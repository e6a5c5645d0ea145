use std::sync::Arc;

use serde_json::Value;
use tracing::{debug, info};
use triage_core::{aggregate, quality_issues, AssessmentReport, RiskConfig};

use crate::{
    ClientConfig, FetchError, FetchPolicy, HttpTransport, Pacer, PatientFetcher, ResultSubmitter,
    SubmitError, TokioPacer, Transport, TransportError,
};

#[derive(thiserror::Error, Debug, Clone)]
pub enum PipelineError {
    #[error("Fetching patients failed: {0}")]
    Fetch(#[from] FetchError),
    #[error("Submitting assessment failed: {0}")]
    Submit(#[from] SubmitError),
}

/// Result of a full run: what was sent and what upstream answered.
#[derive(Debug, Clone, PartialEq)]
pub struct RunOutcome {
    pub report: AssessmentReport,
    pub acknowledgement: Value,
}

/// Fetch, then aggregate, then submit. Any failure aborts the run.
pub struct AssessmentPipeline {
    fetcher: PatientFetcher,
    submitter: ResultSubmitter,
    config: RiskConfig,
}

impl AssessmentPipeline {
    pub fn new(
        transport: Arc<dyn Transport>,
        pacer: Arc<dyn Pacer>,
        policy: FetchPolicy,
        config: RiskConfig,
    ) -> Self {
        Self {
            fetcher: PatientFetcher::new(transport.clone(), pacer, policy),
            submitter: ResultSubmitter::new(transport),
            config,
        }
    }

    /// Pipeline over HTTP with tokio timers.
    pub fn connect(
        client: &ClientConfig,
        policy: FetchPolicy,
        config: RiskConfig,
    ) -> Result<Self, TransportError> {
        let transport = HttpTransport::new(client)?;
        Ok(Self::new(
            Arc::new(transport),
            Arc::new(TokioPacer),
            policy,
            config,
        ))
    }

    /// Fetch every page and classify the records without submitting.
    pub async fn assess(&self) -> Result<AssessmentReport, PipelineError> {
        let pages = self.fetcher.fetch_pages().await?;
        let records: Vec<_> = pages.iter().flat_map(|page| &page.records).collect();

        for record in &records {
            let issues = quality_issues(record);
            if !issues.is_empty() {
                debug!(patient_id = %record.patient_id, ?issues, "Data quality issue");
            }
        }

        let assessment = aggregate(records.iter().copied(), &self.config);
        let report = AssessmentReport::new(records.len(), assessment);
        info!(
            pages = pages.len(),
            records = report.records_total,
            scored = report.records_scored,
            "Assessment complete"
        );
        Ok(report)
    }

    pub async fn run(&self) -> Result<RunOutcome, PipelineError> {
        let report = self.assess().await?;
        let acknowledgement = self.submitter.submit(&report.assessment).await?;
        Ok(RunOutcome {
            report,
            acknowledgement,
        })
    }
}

---------------

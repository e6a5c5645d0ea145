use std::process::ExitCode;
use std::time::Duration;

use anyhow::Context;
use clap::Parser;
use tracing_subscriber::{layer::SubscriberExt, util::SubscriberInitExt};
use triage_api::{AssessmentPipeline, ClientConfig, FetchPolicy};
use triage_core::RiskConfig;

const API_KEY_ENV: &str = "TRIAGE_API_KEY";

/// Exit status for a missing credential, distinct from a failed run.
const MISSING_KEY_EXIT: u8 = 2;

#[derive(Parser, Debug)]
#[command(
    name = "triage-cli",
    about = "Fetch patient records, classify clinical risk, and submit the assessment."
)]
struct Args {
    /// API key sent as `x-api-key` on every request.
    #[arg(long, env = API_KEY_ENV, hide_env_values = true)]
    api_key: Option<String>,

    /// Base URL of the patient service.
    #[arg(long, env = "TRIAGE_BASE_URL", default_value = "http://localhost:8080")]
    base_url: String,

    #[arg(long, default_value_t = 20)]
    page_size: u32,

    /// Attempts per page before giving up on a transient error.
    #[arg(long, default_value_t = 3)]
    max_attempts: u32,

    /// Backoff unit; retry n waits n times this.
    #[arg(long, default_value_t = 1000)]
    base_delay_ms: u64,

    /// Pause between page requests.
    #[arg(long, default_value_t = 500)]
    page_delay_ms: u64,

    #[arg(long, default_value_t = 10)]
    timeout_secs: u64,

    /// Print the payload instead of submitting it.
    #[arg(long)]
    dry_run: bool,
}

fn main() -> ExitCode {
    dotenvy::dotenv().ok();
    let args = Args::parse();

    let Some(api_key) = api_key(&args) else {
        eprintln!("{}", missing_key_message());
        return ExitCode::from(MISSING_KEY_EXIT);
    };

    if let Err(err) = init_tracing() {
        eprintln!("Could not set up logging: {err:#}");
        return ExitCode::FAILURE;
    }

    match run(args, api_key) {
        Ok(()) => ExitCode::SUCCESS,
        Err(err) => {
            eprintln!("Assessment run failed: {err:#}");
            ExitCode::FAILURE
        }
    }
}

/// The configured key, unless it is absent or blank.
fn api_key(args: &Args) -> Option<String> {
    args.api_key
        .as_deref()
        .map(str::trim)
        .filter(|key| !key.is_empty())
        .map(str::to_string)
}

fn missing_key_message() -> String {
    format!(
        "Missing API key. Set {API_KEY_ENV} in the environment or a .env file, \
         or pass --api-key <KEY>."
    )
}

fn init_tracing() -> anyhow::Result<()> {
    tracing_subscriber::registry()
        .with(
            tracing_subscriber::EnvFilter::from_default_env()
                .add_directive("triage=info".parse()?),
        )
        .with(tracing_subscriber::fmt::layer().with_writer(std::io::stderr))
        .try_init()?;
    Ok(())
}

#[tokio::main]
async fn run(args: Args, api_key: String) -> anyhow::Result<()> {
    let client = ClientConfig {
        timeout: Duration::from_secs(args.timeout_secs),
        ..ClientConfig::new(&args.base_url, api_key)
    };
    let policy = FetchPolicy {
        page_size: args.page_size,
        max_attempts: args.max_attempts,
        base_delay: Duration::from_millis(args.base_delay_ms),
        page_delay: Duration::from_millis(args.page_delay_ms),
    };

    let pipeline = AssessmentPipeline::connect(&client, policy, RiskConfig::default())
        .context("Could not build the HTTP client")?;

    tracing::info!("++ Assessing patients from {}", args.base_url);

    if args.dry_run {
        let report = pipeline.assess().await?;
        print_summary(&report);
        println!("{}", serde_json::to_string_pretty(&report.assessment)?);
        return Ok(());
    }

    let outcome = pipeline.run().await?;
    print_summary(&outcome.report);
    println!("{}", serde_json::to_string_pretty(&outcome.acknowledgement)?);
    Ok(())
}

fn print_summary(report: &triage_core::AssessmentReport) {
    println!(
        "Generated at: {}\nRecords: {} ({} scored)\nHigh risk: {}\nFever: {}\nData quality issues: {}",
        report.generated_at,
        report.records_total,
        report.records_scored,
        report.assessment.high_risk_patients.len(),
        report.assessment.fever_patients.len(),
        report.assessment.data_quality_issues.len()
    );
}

---------------

What to do: Go through the data, and copy each line in which the word "HttpTransport" appears.

Written solution:
    ClientConfig, FetchError, FetchPolicy, HttpTransport, Pacer, PatientFetcher, ResultSubmitter,
        let transport = HttpTransport::new(client)?;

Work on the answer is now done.